Here we enter a very difficult debate. It is generally accepted among health authorities and public health doctors that one aim of resource allocation in the NHS should be to maximise health gain, ie, to allocate health resources to those treatments which produce the greatest increase in health per pound. However, this apparently rational, utilitarian approach has been challenged on a number of counts, including equity and possible discrimination against those with existing disabilities.

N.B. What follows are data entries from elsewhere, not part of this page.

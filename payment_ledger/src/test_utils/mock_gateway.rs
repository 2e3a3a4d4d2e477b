//! A scriptable in-memory payment gateway for tests.
use std::{
    collections::VecDeque,
    sync::{Arc, Mutex},
    time::Duration,
};

use crate::{
    db_types::GatewayDecision,
    traits::{GatewayError, GatewayOperation, GatewayRequest, PaymentGateway},
};

/// How the gateway answers one call.
#[derive(Debug, Clone, PartialEq, Eq)]
pub enum MockResponse {
    Approve,
    Decline(String),
    Unavailable,
    /// Wait before approving. Used to trip timeouts and widen race windows.
    Delay(Duration),
}

#[derive(Debug, Default)]
struct MockGatewayState {
    script: VecDeque<MockResponse>,
    calls: Vec<GatewayRequest>,
}

/// Answers calls from a script, approving everything once the script runs out. Every call is recorded.
///
/// Clones share state, so a test can keep a handle after moving the gateway into the API.
#[derive(Debug, Clone, Default)]
pub struct MockGateway {
    state: Arc<Mutex<MockGatewayState>>,
}

impl MockGateway {
    pub fn new() -> Self {
        Self::default()
    }

    pub fn push(&self, response: MockResponse) -> &Self {
        self.state.lock().unwrap().script.push_back(response);
        self
    }

    pub fn calls(&self) -> Vec<GatewayRequest> {
        self.state.lock().unwrap().calls.clone()
    }

    pub fn call_count(&self) -> usize {
        self.state.lock().unwrap().calls.len()
    }

    pub fn calls_for(&self, operation: GatewayOperation) -> Vec<GatewayRequest> {
        self.calls().into_iter().filter(|c| c.operation == operation).collect()
    }
}

impl PaymentGateway for MockGateway {
    async fn process(&self, request: GatewayRequest) -> Result<GatewayDecision, GatewayError> {
        let (response, n) = {
            let mut state = self.state.lock().unwrap();
            state.calls.push(request.clone());
            (state.script.pop_front().unwrap_or(MockResponse::Approve), state.calls.len())
        };
        let reference = format!("{}-{}-{n}", request.operation, request.transaction_id);
        match response {
            MockResponse::Approve => Ok(GatewayDecision::approved(reference)),
            MockResponse::Decline(code) => Ok(GatewayDecision::declined(code)),
            MockResponse::Unavailable => Err(GatewayError::Unavailable("mock gateway is down".into())),
            MockResponse::Delay(delay) => {
                tokio::time::sleep(delay).await;
                Ok(GatewayDecision::approved(reference))
            },
        }
    }
}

But most relevant here is the "rule of rescue", defined by the American David Hadorn as "the strong human proclivity to provide aid to identified victims of illness or accident". Presented another way, this can be seen as insurance against catastrophe - most people would hope that their contribution to the NHS, as a member of society, would ensure that if they, as an individual, needed emergency treatment costing £100,000, say after a road accident, this would not be denied on the grounds that it was not cost-effective. The debate is further complicated because treatment outcomes can only be forecast in terms of probabilities and not certainties - a fact far easier to deal with on a collective than on an individual patient basis.

This area as a whole is very difficult, with no obvious resolution. However, if society's values are that the rule of rescue is important, to ignore this in decision-making could be seen as irrational.

A national debate is needed, not only to determine what resources we as a society wish to devote to health care, but also to understand and clarify the values that should enter resource allocation decisions. The utilitarian maximisation of health gain, while an important component, may prove to be an insufficient guide.